The word Poltergeist is a German word which translates as restless spirit. Poltergeist hauntings usual involve objects flying violently across the room or being found moved, damaged or manipulated without anyone having touched it. This may be accompanied with mysterious loud noises, bangs or eerie sounds emanating from walls and ceilings. In many documented cases, the focus seems to be on a person or persons rather than a place and the most common association is with young or teenage girls. There is a crossover with possession - usually when the 'spirit' has evil intent and seemingly takes over the identity of the person - but differs in that the action is taking place near or around the girl rather than being caused directly by her.
One of the most famous cases was that of the Enfield Poltergeist, which took place in a modest house in the London suburb in 1977. Two sisters, Margaret (13) and Janet (11), who lived with their mother Peggy, reported to her that they heard noises coming from the walls. Peggy called the police and added in her report that she had seen a chair move on its own. The PC said that she saw a chair "wobble and slide" but “could not determine the cause of the movement”. Over the next 18 months, more than 30 people, including neighbours, psychic researchers and journalists, said they variously saw heavy furniture moving of its own accord, objects being thrown across a room and the daughters seeming to levitate several feet off the ground - there is a famous photograph of one of the girls levitating whilst her terrified siblings cower under the bedclothes. The activity in the house attracted considerable press attention and the story was covered in British newspapers such as the Daily Mail and Daily Mirror until reports came to an end in 1979.
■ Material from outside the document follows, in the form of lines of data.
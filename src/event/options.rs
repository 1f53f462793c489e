//! Recognized optional fields of events and event queries.

use chrono::{DateTime, FixedOffset};
use serde_json::{Map, Value};

use crate::time::format_timestamp;

/// Optional fields of an event.
///
/// Every field defaults to absent. An absent `event_time` is filled in
/// with the client's clock at call time; absent fields are omitted from the
/// request body.
///
/// # Example
///
/// ```
/// use predictionio::EventOptions;
///
/// let options = EventOptions::new()
///     .with_property("gender", "female")
///     .with_property("age", 28);
///
/// assert_eq!(options.properties.as_ref().map(|p| p.len()), Some(2));
/// ```
#[derive(Debug, Clone, Default, PartialEq)]
pub struct EventOptions {
    /// When the event happened; defaults to now.
    pub event_time: Option<DateTime<FixedOffset>>,

    /// Free-form event properties.
    pub properties: Option<Map<String, Value>>,

    /// Type of the entity acted upon (e.g. `item`).
    pub target_entity_type: Option<String>,

    /// Id of the entity acted upon.
    pub target_entity_id: Option<String>,

    /// Prediction id this event is feedback for.
    pub pr_id: Option<String>,
}

impl EventOptions {
    /// Creates options with every field absent.
    #[must_use]
    pub fn new() -> Self {
        Self::default()
    }

    /// Sets the event time.
    #[must_use]
    pub fn with_event_time(mut self, time: impl Into<DateTime<FixedOffset>>) -> Self {
        self.event_time = Some(time.into());
        self
    }

    /// Replaces the properties map.
    #[must_use]
    pub fn with_properties(mut self, properties: Map<String, Value>) -> Self {
        self.properties = Some(properties);
        self
    }

    /// Adds a single property, creating the map if needed.
    #[must_use]
    pub fn with_property(mut self, key: impl Into<String>, value: impl Into<Value>) -> Self {
        self.properties
            .get_or_insert_with(Map::new)
            .insert(key.into(), value.into());
        self
    }

    /// Sets the target entity.
    #[must_use]
    pub fn with_target_entity(
        mut self,
        entity_type: impl Into<String>,
        entity_id: impl Into<String>,
    ) -> Self {
        self.target_entity_type = Some(entity_type.into());
        self.target_entity_id = Some(entity_id.into());
        self
    }

    /// Sets the prediction id.
    #[must_use]
    pub fn with_pr_id(mut self, pr_id: impl Into<String>) -> Self {
        self.pr_id = Some(pr_id.into());
        self
    }
}

/// Filters for `GET /events.json`.
///
/// Unset fields are not sent. `events` may hold several names; each becomes
/// its own `event` parameter. `extra` carries parameters this type does not
/// know about.
#[derive(Debug, Clone, Default, PartialEq, Eq)]
pub struct EventQuery {
    /// Only events at or after this time.
    pub start_time: Option<DateTime<FixedOffset>>,
    /// Only events before this time.
    pub until_time: Option<DateTime<FixedOffset>>,
    /// Only events of this entity type.
    pub entity_type: Option<String>,
    /// Only events of this entity id.
    pub entity_id: Option<String>,
    /// Only events with one of these names.
    pub events: Vec<String>,
    /// Only events targeting this entity type.
    pub target_entity_type: Option<String>,
    /// Only events targeting this entity id.
    pub target_entity_id: Option<String>,
    /// Maximum number of events; `-1` asks for all of them.
    pub limit: Option<i32>,
    /// Newest first when true.
    pub reversed: Option<bool>,
    /// Additional raw parameters.
    pub extra: Vec<(String, String)>,
}

impl EventQuery {
    /// Creates a query with no filters.
    #[must_use]
    pub fn new() -> Self {
        Self::default()
    }

    /// Restricts to one entity.
    #[must_use]
    pub fn for_entity(mut self, entity_type: impl Into<String>, entity_id: impl Into<String>) -> Self {
        self.entity_type = Some(entity_type.into());
        self.entity_id = Some(entity_id.into());
        self
    }

    /// Restricts to events targeting one entity.
    #[must_use]
    pub fn for_target_entity(
        mut self,
        entity_type: impl Into<String>,
        entity_id: impl Into<String>,
    ) -> Self {
        self.target_entity_type = Some(entity_type.into());
        self.target_entity_id = Some(entity_id.into());
        self
    }

    /// Adds an event name to match.
    #[must_use]
    pub fn with_event(mut self, event: impl Into<String>) -> Self {
        self.events.push(event.into());
        self
    }

    /// Restricts to a time window.
    #[must_use]
    pub fn between(
        mut self,
        start: impl Into<DateTime<FixedOffset>>,
        until: impl Into<DateTime<FixedOffset>>,
    ) -> Self {
        self.start_time = Some(start.into());
        self.until_time = Some(until.into());
        self
    }

    /// Limits the number of results.
    #[must_use]
    pub const fn with_limit(mut self, limit: i32) -> Self {
        self.limit = Some(limit);
        self
    }

    /// Orders results newest first.
    #[must_use]
    pub const fn reversed(mut self) -> Self {
        self.reversed = Some(true);
        self
    }

    /// Adds a raw parameter.
    #[must_use]
    pub fn with_extra(mut self, key: impl Into<String>, value: impl Into<String>) -> Self {
        self.extra.push((key.into(), value.into()));
        self
    }

    /// Query parameters in wire form, access key excluded.
    #[must_use]
    pub fn to_params(&self) -> Vec<(String, String)> {
        let mut params = Vec::new();
        let mut push = |key: &str, value: String| params.push((key.to_string(), value));

        if let Some(time) = &self.start_time {
            push("startTime", format_timestamp(time));
        }
        if let Some(time) = &self.until_time {
            push("untilTime", format_timestamp(time));
        }
        if let Some(entity_type) = &self.entity_type {
            push("entityType", entity_type.clone());
        }
        if let Some(entity_id) = &self.entity_id {
            push("entityId", entity_id.clone());
        }
        for event in &self.events {
            push("event", event.clone());
        }
        if let Some(target_type) = &self.target_entity_type {
            push("targetEntityType", target_type.clone());
        }
        if let Some(target_id) = &self.target_entity_id {
            push("targetEntityId", target_id.clone());
        }
        if let Some(limit) = self.limit {
            push("limit", limit.to_string());
        }
        if let Some(reversed) = self.reversed {
            push("reversed", reversed.to_string());
        }

        params.extend(self.extra.iter().cloned());
        params
    }
}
It is telling that so often reports of poltergeists focus on children. The most likely explanation is that some children are sometimes just natural pranksters and too often adults see what they want to see. Whenever controlled tests or investigations take place, the objects no longer move, noises are often traced to prosaic explanations and when the protagonists are monitored with cameras and recording equipment the poltergeist seems to give up and go away. In the Enfield case, a video camera in the room next door caught Janet bending spoons (Uri Geller was famously on TV quite a lot at that time), probably to then blame it on the ghost. The girls later admitted to faking 'some' percentage of it, but as skeptical investigator Joe Nickell said:"the evidence suggests that this figure is closer to 100 percent". As for the levitating picture? It's a still photograph, she could just as easily be jumping.